The future of our work in Haiti

Posted by : Lizzie on 05/02/2010 at 14:39

Cap-Haïtien, the city where our House of Blessings is based, has welcomed home refugees fleeing the earthquake-ravaged capital of Haiti. Family members, whether close kin or distant relatives, have been welcomed and offered safe shelter, food and water. Our partners have been busy opening their hospital and health clinic to refugees and providing medical care to all who need it.

Our House of Blessings continues well despite the earthquake. Most members of staff have welcomed back some members of their family, although others have lost many of their family in Port-au-Prince. Our night staff told us they have lost 9 members of their family. I can’t even begin to imagine how awful it must be to lose so many of your family in one fell swoop.
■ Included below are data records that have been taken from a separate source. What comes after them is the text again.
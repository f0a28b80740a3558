//! Property-based checks of the ring and field laws each algebra promises.

use crate::{Integers, Octonion, Octonions, Quaternion, Quaternions};
use crate::traits::{Field, Normed, Ring};
use proptest::prelude::*;

fn quaternion_strategy() -> impl Strategy<Value = Quaternion<f64>> {
    prop::array::uniform4(-10.0f64..10.0).prop_map(|[r, i, j, k]| Quaternion::new(r, i, j, k))
}

fn octonion_strategy() -> impl Strategy<Value = Octonion<f64>> {
    prop::array::uniform8(-10.0f64..10.0).prop_map(Octonion::from_components)
}

proptest! {
    #[test]
    fn prop_wrapping_ring_laws(a: i8, b: i8, c: i8) {
        let z = Integers::<i8>::new();

        prop_assert_eq!(z.multiply(&a, &z.add(&b, &c)), z.add(&z.multiply(&a, &b), &z.multiply(&a, &c)));
        prop_assert_eq!(z.add(&z.add(&a, &b), &c), z.add(&a, &z.add(&b, &c)));
        prop_assert_eq!(z.multiply(&z.multiply(&a, &b), &c), z.multiply(&a, &z.multiply(&b, &c)));
        prop_assert!(z.is_zero(&z.add(&a, &z.negate(&a))));
    }

    #[test]
    fn prop_quaternion_norm_is_multiplicative(p in quaternion_strategy(), q in quaternion_strategy()) {
        let h = Quaternions::<f64>::new();
        let product = h.norm(&h.multiply(&p, &q));
        let expected = h.norm(&p) * h.norm(&q);

        prop_assert!((product - expected).abs() <= 1e-9 * expected.max(1.0));
    }

    #[test]
    fn prop_quaternion_inverse(q in quaternion_strategy()) {
        let h = Quaternions::<f64>::with_tolerance(1e-9);
        prop_assume!(h.norm_squared(&q) > 1e-6);

        let inverse = h.invert(&q).unwrap();
        prop_assert!(h.is_unity(&h.multiply(&q, &inverse)));
        prop_assert!(h.is_unity(&h.multiply(&inverse, &q)));
    }

    #[test]
    fn prop_octonion_is_alternative(x in octonion_strategy(), y in octonion_strategy()) {
        let o = Octonions::<f64>::with_tolerance(1e-6);

        let left = o.multiply(&o.multiply(&x, &x), &y);
        let right = o.multiply(&x, &o.multiply(&x, &y));
        prop_assert!(o.is_equal(&left, &right));
    }
}

#[cfg(feature = "bignum")]
mod rational {
    use crate::Rationals;
    use crate::traits::{Field, Ring};
    use proptest::prelude::*;

    proptest! {
        #[test]
        fn prop_rational_division_inverts_multiplication(
            n1 in -50i64..50, d1 in 1i64..50, n2 in -50i64..50, d2 in 1i64..50
        ) {
            prop_assume!(n2 != 0);
            let q = Rationals;
            let a = q.ratio(n1, d1).unwrap();
            let b = q.ratio(n2, d2).unwrap();

            let quotient = q.divide(&a, &b).unwrap();
            prop_assert_eq!(q.multiply(&quotient, &b), a);
        }
    }
}
use super::*;
use scalar_algebra::{Conjugate, Ring};

impl<T: Clone, const N: usize> Tensor<T, N> {
    /// Computes the dot product of two vectors, `sum_i self[i] * other[i]`.
    /// Returns an error if the tensors are not rank 1 or have different sizes.
    pub fn dot<A: Ring<Element = T>>(&self, alg: &A, other: &Self) -> Result<T> {
        if self.rank() != 1 || other.rank() != 1 {
            return Err(TensorError::ShapeMismatch(format!(
                "Dot product requires vectors, but got shapes {:?} and {:?}",
                self.shape(),
                other.shape()
            )));
        }

        if self.len() != other.len() {
            return Err(TensorError::ShapeMismatch(format!(
                "Vectors must have the same size for dot product: {} != {}",
                self.len(),
                other.len()
            )));
        }

        let mut result = alg.zero();
        for (a, b) in self.data.iter().zip(&other.data) {
            result = alg.add(&result, &alg.multiply(a, b));
        }

        Ok(result)
    }

    /// Transposes the tensor by swapping two axes.
    /// Returns a new tensor with the elements rearranged, or an error if an axis is out of bounds.
    pub fn transpose(&self, axis0: usize, axis1: usize) -> Result<Self> {
        let rank = self.rank();
        if axis0 >= rank || axis1 >= rank {
            return Err(TensorError::InvalidArgument(format!(
                "Invalid axes for transpose of rank {rank}: {axis0} and {axis1}"
            )));
        }

        let mut shape: SmallVec<usize, N> = SmallVec::from(self.shape());
        shape.swap(axis0, axis1);
        let index = IndexMap::new(&shape)?;

        let data = index
            .indices()
            .map(|mut idx| {
                idx.swap(axis0, axis1);
                self.index.to_flat(&idx).map(|offset| self.data[offset].clone())
            })
            .collect::<Result<Vec<_>>>()?;

        Ok(Self { data, index })
    }

    /// Conjugate transpose of a matrix.
    pub fn conjugate_transpose<A: Conjugate<Element = T>>(&self, alg: &A) -> Result<Self> {
        self.matrix_dims("conjugate_transpose")?;

        let mut transposed = self.transpose(0, 1)?;
        transposed.conjugate_assign(alg);
        Ok(transposed)
    }

    /// Sum of the diagonal of a square matrix.
    pub fn trace<A: Ring<Element = T>>(&self, alg: &A) -> Result<T> {
        self.square_dim("trace")?;
        self.contract(alg, 0, 1)?.into_scalar()
    }
}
The media have broadcast news of the many, many children orphaned and disabled by the earthquake. We have informed the UN we are a home for lost, orphaned or displaced children, especially those now disabled as we are one of the few places in the country with the facilities to care for disabled children. We will keep you updated as and when new children arrive at our home. In the meantime, we will continue engaging with local churches in Haiti and encouraging and enabling them to set up more facilities for disabled children.

Thanks to your overwhelmingly generous responses to offer your time and medical skills, we have a huge number of medical personnel who are now staffing our partners hospital facilities in the north of Haiti. Haiti has been flooded with medics rushing to the rescue, at present there is an excess of medical relief workers in Port-au-Prince in the south. We are unable at this time to accept any more volunteers. We will continue to monitor the situation, and will let you know if the need changes.

We told you in December of our determination to set up a project for street children and restaveks who are so in need of our help. Government help was almost non-existent and there were few international charities who were working in this area. Now, what few local charitable organisations were working with street children have had their projects completely destroyed by the earthquake, seeing all their good work crashed down as rubble in the streets. With buildings completely demolished, these local organisations will need as much support as they can get to rebuild their programmes and this is where we want to first turn our focus. Amidst such devastation, what hope can we have of setting up and establishing an entirely new project? The Haitians are the experts here, they know what life is like for the street children and restaveks and they too suffered through the quake. They are the ones who will be able to advise us best on the most immediate needs, and with your support we can start rebuilding Haiti, with the focus, as it should be, on the most vulnerable.

Next month, I will be visiting Haiti once more to meet with those organisations I met in December and see where our support is most needed. There are many large emergency aid organisations who stepped in in the immediate aftermath of the disaster. We are not experts in disaster relief and are so grateful to these organisations for their quick large-scale response in recovering survivors from the rubble and providing emergency food, water and medical supplies. Our expertise lies rather in long-term programmes, designed to endure and to continue supporting vulnerable children long after the media spotlight has turned elsewhere and the emergency aid agencies have moved on.

Thank you all so much for your incredible generosity which makes it possible for us to support these children who are so much in need of our help. In order to deliver the long-term support that they really need, these children need your continued support. Even as Haiti fades from your TV screen and front page headlines, please, don’t forget this tragedy which has rocked an already faltering nation.